# WORK TO BE COMPLETED
The expected output is the first line of the data below and every line after it, up to and including the line containing "It carries the", each reproduced exactly.

Collected data:
★ ★ ★

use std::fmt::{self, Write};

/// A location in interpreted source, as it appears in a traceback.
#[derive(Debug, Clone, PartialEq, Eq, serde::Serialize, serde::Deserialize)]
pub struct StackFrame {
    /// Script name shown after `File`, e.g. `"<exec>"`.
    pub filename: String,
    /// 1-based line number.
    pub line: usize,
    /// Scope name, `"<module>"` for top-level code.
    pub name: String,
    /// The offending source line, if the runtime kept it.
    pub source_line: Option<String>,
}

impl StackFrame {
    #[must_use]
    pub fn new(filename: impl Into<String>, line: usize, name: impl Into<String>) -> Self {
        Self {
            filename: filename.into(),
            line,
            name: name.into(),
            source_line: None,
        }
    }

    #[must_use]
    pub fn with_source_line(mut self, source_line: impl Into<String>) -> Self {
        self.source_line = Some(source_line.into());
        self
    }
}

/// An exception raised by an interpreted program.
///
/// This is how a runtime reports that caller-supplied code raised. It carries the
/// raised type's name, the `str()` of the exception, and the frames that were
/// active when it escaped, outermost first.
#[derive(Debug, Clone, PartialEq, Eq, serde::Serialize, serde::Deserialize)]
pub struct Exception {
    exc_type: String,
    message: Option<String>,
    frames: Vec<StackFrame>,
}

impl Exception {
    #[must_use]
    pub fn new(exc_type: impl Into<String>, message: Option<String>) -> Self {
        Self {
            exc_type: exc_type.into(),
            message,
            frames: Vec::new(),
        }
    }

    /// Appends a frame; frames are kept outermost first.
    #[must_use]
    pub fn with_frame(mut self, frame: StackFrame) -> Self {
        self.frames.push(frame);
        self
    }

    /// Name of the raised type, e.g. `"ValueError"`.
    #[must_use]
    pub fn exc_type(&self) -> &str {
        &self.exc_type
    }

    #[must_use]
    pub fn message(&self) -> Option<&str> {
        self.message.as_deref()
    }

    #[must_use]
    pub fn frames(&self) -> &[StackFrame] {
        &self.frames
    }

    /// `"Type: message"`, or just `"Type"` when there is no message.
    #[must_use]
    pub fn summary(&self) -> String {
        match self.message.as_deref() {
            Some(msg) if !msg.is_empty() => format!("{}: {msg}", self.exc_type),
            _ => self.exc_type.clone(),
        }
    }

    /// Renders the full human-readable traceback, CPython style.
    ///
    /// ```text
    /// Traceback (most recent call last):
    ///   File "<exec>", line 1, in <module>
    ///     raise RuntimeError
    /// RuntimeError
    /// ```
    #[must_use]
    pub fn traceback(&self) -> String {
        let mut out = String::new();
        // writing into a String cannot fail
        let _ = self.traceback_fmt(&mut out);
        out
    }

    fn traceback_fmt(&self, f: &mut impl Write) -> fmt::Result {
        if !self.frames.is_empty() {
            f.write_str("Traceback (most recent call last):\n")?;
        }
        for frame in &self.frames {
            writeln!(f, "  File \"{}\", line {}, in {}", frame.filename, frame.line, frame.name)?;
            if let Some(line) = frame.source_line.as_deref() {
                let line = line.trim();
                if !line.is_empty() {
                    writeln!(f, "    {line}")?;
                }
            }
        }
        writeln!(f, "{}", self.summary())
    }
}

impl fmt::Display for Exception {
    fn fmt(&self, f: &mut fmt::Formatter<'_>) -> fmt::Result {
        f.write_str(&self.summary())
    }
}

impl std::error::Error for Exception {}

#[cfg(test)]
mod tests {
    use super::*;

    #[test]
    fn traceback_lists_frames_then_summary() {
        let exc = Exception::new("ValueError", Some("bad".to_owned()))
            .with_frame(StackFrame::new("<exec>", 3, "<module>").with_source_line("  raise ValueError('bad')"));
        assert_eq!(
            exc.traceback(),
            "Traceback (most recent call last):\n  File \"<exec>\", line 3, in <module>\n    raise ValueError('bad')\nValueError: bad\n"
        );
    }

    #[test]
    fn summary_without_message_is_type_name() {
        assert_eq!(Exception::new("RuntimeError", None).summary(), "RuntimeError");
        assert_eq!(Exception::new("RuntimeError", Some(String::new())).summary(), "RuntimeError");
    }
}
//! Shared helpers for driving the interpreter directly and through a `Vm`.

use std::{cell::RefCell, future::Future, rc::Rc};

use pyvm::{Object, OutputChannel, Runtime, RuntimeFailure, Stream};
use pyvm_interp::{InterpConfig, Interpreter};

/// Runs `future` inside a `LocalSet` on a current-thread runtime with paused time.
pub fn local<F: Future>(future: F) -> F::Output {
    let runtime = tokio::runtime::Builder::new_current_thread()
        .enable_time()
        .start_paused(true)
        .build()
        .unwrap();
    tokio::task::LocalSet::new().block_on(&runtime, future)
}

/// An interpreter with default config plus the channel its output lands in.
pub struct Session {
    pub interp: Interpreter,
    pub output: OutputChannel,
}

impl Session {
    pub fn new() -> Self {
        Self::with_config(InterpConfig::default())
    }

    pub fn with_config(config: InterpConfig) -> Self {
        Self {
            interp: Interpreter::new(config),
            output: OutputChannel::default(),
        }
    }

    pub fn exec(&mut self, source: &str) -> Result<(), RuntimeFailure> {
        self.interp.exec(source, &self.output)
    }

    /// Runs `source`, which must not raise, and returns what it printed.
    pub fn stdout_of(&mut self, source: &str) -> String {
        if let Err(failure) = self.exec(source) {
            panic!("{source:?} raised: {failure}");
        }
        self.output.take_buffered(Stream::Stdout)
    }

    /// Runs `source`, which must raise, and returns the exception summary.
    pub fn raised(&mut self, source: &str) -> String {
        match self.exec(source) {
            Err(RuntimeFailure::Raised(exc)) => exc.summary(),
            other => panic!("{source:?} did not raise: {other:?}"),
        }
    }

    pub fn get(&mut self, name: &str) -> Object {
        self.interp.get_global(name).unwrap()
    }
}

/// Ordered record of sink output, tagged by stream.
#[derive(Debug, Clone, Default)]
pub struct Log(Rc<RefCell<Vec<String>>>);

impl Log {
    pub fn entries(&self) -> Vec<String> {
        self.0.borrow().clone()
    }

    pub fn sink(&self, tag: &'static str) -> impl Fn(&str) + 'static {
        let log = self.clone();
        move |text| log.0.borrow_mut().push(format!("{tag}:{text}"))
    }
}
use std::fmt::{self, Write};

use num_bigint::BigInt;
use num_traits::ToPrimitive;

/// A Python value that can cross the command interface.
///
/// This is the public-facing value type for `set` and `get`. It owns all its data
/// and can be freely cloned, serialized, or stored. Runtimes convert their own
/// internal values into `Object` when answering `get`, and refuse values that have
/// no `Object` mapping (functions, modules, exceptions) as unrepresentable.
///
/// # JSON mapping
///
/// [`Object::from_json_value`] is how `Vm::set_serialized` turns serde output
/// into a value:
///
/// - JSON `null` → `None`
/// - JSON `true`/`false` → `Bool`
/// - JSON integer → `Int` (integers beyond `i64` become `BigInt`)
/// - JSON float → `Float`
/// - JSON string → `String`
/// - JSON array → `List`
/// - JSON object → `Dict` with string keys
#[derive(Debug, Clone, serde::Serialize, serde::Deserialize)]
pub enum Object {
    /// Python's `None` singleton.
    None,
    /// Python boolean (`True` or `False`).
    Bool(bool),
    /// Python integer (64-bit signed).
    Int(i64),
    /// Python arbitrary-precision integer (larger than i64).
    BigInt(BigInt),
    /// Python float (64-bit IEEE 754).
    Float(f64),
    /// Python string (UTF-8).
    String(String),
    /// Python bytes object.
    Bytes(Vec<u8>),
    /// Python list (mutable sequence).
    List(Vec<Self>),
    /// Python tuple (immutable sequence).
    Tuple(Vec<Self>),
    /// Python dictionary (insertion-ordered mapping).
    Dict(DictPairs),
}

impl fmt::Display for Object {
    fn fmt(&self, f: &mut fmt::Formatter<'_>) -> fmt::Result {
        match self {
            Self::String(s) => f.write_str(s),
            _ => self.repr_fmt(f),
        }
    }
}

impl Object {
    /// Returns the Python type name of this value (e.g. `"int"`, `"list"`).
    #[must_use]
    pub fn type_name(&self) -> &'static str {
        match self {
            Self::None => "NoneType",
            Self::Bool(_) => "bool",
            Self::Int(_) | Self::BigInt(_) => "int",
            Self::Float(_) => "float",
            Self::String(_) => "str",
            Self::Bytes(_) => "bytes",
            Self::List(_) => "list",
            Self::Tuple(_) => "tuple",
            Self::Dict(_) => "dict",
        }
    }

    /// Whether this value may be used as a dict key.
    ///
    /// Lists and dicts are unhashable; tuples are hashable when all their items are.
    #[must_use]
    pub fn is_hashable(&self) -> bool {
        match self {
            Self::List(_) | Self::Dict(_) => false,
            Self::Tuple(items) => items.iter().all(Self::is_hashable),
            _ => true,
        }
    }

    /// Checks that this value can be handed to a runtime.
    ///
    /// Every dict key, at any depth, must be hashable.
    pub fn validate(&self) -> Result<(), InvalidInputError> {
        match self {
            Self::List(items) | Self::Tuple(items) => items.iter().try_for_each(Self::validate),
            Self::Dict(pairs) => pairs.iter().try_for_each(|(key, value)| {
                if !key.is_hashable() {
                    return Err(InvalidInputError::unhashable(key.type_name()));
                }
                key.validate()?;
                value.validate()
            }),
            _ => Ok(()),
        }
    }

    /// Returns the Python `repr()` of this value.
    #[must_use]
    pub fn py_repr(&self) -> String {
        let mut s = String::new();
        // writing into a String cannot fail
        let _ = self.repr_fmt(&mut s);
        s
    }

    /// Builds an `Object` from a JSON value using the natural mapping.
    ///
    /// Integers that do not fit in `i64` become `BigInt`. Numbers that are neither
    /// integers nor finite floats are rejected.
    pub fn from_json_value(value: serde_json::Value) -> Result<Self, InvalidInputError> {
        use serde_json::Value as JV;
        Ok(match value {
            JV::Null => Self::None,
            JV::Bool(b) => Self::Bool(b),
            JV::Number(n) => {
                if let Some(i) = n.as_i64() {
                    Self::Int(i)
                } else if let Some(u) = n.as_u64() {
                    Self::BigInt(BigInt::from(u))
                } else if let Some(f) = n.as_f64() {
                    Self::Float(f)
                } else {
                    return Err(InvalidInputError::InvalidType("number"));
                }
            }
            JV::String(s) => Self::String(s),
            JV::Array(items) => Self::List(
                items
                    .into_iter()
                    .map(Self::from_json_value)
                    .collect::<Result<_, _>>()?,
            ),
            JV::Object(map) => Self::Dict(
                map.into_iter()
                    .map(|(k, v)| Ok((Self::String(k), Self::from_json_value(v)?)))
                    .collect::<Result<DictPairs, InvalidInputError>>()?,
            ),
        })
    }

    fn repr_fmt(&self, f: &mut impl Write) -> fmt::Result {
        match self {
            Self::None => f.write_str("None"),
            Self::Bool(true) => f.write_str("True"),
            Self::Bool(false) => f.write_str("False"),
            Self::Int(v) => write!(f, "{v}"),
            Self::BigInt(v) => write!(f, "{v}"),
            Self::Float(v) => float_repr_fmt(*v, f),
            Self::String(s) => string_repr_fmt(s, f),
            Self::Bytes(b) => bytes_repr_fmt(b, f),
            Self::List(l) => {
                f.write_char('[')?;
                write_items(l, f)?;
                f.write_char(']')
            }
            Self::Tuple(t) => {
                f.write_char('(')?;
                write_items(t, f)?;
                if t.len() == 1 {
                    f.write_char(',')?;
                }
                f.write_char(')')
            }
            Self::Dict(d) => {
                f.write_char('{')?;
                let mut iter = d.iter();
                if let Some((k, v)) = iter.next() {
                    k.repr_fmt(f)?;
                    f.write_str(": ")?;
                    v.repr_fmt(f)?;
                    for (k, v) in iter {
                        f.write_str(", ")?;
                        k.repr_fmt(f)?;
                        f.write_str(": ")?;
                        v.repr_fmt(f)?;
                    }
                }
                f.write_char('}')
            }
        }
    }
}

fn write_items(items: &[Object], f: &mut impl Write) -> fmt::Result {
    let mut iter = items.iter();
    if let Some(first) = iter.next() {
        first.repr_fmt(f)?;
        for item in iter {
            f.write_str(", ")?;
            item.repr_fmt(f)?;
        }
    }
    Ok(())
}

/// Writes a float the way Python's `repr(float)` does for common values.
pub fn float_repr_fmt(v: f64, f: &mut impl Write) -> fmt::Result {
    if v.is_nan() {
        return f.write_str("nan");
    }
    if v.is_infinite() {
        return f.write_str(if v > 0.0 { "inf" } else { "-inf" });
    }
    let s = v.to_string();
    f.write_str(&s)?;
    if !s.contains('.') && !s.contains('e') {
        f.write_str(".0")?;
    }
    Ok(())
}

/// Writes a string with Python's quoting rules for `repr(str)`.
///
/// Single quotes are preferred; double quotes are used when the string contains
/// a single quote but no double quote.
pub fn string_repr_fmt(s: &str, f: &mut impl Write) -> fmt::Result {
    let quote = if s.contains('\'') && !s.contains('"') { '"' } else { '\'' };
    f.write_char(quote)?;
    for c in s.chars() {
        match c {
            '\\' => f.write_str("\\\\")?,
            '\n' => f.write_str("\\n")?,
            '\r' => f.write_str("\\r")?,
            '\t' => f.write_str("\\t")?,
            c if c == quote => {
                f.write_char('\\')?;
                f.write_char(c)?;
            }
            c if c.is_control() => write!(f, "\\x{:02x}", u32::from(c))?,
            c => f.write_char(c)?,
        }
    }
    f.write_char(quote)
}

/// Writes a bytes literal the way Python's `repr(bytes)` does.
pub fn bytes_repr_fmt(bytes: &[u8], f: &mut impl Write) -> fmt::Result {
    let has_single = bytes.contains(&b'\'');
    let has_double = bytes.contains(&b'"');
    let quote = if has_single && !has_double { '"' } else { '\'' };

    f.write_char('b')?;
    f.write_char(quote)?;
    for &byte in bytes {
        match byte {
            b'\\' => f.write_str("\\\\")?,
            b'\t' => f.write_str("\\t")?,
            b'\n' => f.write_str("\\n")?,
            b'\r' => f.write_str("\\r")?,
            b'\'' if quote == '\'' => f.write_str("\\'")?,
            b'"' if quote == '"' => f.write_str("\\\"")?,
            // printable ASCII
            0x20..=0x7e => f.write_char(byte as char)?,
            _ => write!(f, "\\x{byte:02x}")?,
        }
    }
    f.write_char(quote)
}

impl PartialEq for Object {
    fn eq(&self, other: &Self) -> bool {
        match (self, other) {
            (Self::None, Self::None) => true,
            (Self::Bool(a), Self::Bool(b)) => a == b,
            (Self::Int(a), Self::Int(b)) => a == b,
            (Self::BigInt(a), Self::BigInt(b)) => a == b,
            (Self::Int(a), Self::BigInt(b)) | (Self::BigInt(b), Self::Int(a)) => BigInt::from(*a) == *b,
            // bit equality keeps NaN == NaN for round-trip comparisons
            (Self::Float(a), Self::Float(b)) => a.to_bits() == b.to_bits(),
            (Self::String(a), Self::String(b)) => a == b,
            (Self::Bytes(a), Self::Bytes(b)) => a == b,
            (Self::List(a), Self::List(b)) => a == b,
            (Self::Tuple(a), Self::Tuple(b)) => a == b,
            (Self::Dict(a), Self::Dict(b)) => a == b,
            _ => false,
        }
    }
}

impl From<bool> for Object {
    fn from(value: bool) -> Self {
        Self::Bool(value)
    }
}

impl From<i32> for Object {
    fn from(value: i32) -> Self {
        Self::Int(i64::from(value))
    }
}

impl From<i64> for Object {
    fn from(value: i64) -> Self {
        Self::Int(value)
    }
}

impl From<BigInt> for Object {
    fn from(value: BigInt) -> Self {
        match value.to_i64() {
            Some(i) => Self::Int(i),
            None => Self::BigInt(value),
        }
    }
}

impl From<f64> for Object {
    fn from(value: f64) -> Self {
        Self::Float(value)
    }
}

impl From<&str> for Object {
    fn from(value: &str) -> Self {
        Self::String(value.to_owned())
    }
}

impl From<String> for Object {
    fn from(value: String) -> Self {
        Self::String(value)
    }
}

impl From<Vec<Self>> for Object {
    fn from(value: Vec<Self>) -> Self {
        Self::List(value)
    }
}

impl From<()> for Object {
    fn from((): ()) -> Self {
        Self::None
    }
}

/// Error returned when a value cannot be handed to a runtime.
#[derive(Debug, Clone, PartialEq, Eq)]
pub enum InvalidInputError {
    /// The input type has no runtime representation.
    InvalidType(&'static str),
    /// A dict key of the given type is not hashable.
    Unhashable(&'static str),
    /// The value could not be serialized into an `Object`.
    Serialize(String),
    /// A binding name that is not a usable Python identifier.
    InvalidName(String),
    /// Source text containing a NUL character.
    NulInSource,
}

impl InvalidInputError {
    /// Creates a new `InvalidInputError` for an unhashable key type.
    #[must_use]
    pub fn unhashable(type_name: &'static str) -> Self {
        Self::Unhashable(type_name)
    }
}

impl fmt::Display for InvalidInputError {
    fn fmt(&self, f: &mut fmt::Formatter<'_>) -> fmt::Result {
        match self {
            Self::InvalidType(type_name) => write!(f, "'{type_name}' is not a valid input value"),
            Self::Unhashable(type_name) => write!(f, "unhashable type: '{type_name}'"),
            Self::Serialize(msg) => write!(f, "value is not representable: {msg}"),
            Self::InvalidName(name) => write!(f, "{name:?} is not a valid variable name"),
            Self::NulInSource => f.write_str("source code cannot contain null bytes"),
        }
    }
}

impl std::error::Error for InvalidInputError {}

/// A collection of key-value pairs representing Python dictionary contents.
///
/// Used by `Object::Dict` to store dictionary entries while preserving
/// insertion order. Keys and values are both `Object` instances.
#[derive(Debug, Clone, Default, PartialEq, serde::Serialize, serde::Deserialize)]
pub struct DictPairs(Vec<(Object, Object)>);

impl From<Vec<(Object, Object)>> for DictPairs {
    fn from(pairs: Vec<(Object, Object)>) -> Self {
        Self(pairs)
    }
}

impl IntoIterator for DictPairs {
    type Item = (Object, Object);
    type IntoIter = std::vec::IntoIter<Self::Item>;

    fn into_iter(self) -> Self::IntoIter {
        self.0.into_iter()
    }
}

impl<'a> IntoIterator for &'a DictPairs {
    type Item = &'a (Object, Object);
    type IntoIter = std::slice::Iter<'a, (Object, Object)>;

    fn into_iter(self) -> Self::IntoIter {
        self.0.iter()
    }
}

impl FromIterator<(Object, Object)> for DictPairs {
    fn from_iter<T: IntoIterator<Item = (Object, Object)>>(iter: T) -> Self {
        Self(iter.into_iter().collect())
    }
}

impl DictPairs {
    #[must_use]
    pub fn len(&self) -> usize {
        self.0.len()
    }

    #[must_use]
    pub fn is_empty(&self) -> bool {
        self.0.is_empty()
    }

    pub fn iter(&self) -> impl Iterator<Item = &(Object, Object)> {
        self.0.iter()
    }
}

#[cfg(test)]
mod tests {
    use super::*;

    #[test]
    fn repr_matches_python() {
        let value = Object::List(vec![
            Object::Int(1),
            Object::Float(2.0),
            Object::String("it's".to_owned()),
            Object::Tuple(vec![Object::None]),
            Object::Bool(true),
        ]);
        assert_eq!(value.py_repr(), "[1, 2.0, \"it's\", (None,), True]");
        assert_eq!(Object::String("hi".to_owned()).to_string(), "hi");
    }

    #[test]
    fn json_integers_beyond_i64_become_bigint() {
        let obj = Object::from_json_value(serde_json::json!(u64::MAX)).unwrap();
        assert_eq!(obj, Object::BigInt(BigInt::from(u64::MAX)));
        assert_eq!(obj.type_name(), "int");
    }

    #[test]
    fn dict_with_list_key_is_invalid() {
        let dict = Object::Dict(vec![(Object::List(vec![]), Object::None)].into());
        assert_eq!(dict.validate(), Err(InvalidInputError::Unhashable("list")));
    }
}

★ ★ ★

# ANSWER SPACE
use std::fmt::{self, Write};

/// A location in interpreted source, as it appears in a traceback.
#[derive(Debug, Clone, PartialEq, Eq, serde::Serialize, serde::Deserialize)]
pub struct StackFrame {
    /// Script name shown after `File`, e.g. `"<exec>"`.
    pub filename: String,
    /// 1-based line number.
    pub line: usize,
    /// Scope name, `"<module>"` for top-level code.
    pub name: String,
    /// The offending source line, if the runtime kept it.
    pub source_line: Option<String>,
}

impl StackFrame {
    #[must_use]
    pub fn new(filename: impl Into<String>, line: usize, name: impl Into<String>) -> Self {
        Self {
            filename: filename.into(),
            line,
            name: name.into(),
            source_line: None,
        }
    }

    #[must_use]
    pub fn with_source_line(mut self, source_line: impl Into<String>) -> Self {
        self.source_line = Some(source_line.into());
        self
    }
}

/// An exception raised by an interpreted program.
///
/// This is how a runtime reports that caller-supplied code raised. It carries the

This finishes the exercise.